I would try writing the summation in trigonometric form using de Moivre's theorem...

 

[I like Serena]

Re: polar form

Hello MHB,

I got no clue about that, well I start wounder but I don't think so but is that same as
\(\displaystyle (\frac{1}{\sqrt{2}}+\frac{i}{\sqrt{2}})^{56}\)
then I could go to polar form and get
\(\displaystyle r=1\) that means \(\displaystyle cos\theta=\frac{1}{\sqrt{2}} \ sin\theta=\frac{1}{\sqrt{2}}\) that means we got \(\displaystyle (e^{i\frac{\pi}{4}})^{56} <=>e^{i14\pi} \) so we got \(\displaystyle 1^{56}(1+0i) =1\)
Is this correct?

Regards,
\(\displaystyle |\rangle\)

Well... you've only got the last term.
Which term do you get for k=0? And k=1? k=2? k=3?

 

[Petrus]

Re: polar form

You have correctly found the last term of the summation.

I would try writing the summation in trigonometric form using de Moivre's theorem...

Is this correct?
\(\displaystyle \cos(\frac{\frac{\pi}{4}}{56}+\frac{k2\pi}{56})+ \sin(\frac{\frac{\pi}{4}}{56}+i \frac{k2\pi}{56})\) k=0,1,2,3..,56

Regards
\(\displaystyle |\rangle\)

 

[Nono713]

Re: polar form

Plotting the first few partial sums in the complex plane may provide some insight..

(it draws regular octagons.. why? what happens at the last partial sum?)

 

[alyafey22]

Re: polar form

You can use

\(\displaystyle \sum^{n}_{k=0} e^{ix k}= \frac{1-e^{(n+1)ix}}{1-e^{ix}}\)

 

[I like Serena]

Re: polar form

Is this correct?
\(\displaystyle \cos(\frac{\frac{\pi}{4}}{56}+\frac{k2\pi}{56})+ \sin(\frac{\frac{\pi}{4}}{56}+i \frac{k2\pi}{56})\) k=0,1,2,3..,56

Regards
\(\displaystyle |\rangle\)

Nope.
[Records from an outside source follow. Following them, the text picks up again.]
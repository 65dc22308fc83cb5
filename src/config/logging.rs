//! Logging configuration

use serde::Deserialize;
use tracing_subscriber::EnvFilter;

use super::error::ValidationError;

/// Logging configuration
#[derive(Debug, Clone, Deserialize, PartialEq, Eq)]
pub struct LoggingConfig {
    /// Rust log filter directive; `RUST_LOG` takes precedence when set
    #[serde(default = "default_level")]
    pub level: String,

    /// Output format for log lines
    #[serde(default)]
    pub format: LogFormat,
}

/// Log line format
#[derive(Debug, Clone, Copy, Deserialize, PartialEq, Eq, Default)]
#[serde(rename_all = "lowercase")]
pub enum LogFormat {
    #[default]
    Text,
    Json,
}

impl LoggingConfig {
    /// Build the filter, preferring `RUST_LOG` over the configured level
    pub fn env_filter(&self) -> EnvFilter {
        EnvFilter::try_from_default_env().unwrap_or_else(|_| EnvFilter::new(&self.level))
    }

    /// Validate logging configuration
    pub fn validate(&self) -> Result<(), ValidationError> {
        EnvFilter::try_new(&self.level)
            .map(|_| ())
            .map_err(|_| ValidationError::InvalidLogLevel)
    }
}

impl Default for LoggingConfig {
    fn default() -> Self {
        Self {
            level: default_level(),
            format: LogFormat::default(),
        }
    }
}

fn default_level() -> String {
    "warn".to_string()
}
//! In-Memory Table Store Adapter
//!
//! Holds an input table and captures written tables in memory.
//! Useful for testing and for embedding the ranker without files.

use std::sync::{Arc, Mutex};

use crate::ports::{Table, TableError, TableReader, TableWriter};

/// In-memory table source and sink
#[derive(Debug, Clone, Default)]
pub struct InMemoryTableStore {
    input: Option<Table>,
    written: Arc<Mutex<Vec<Table>>>,
    fail_writes: bool,
}

impl InMemoryTableStore {
    /// Create a store that serves `table` on read
    pub fn with_table(table: Table) -> Self {
        Self {
            input: Some(table),
            ..Self::default()
        }
    }

    /// Create a store whose writes always fail
    pub fn failing_writes(mut self) -> Self {
        self.fail_writes = true;
        self
    }

    /// Tables written so far, oldest first
    pub fn written(&self) -> Vec<Table> {
        self.written
            .lock()
            .map(|tables| tables.clone())
            .unwrap_or_default()
    }

    /// Get the number of written tables
    pub fn write_count(&self) -> usize {
        self.written.lock().map(|tables| tables.len()).unwrap_or(0)
    }
}

impl TableReader for InMemoryTableStore {
    fn read(&self) -> Result<Table, TableError> {
        self.input
            .clone()
            .ok_or_else(|| TableError::NotFound("<memory>".to_string()))
    }
}

impl TableWriter for InMemoryTableStore {
    fn write(&self, table: &Table) -> Result<(), TableError> {
        if self.fail_writes {
            return Err(TableError::Io("Simulated write failure".to_string()));
        }
        self.written
            .lock()
            .map_err(|e| TableError::Io(e.to_string()))?
            .push(table.clone());
        Ok(())
    }
}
It's not. Both the $i$ and the $k$ are misplaced.

 

[Plato2]

Re: polar form

You can use

\(\displaystyle \sum^{n}_{k=0} e^{ix k}= \frac{1-e^{(n+1)ix}}{1-e^{ix}}\)

Your number is really \(\displaystyle \alpha = \exp \left( \frac{i\pi }{4} \right)\).

Show that \(\displaystyle \sum\limits_{k = 0}^7 {{\alpha ^k}} = 0\)

This repeats in blocks of eight.

So only \(\displaystyle \alpha^0\) is left.

 

[Petrus]

Re: polar form

Nope. It's not. Both the $i$ and the $k$ are misplaced.

Hm... I get \(\displaystyle \cos(\frac{\frac{\pi}{4}}{56}+\frac{k2\pi}{56})+i \sin(\frac{\frac{\pi}{4}}{56}+ \frac{ik2\pi}{56})\) k=0,1,2,3..,56
What I am doing wrong?

Regards,
\(\displaystyle |\rangle\)

 

[I like Serena]

Re: polar form

Hm... I get \(\displaystyle \cos(\frac{\frac{\pi}{4}}{56}+\frac{k2\pi}{56})+i \sin(\frac{\frac{\pi}{4}}{56}+ \frac{ik2\pi}{56})\) k=0,1,2,3..,56
What I am doing wrong?

Regards,
\(\displaystyle |\rangle\)

For each term you've got \(\displaystyle (e^{i\frac \pi 4})^k = e^{i \frac {k\pi} 4} = \cos \frac {k\pi} 4 + i \sin \frac {k\pi} 4\)
Somehow it just doesn't look the same.

 

[alyafey22]

Re: polar form

Your number is really \(\displaystyle \alpha = \exp \left( \frac{i\pi }{4} \right)\).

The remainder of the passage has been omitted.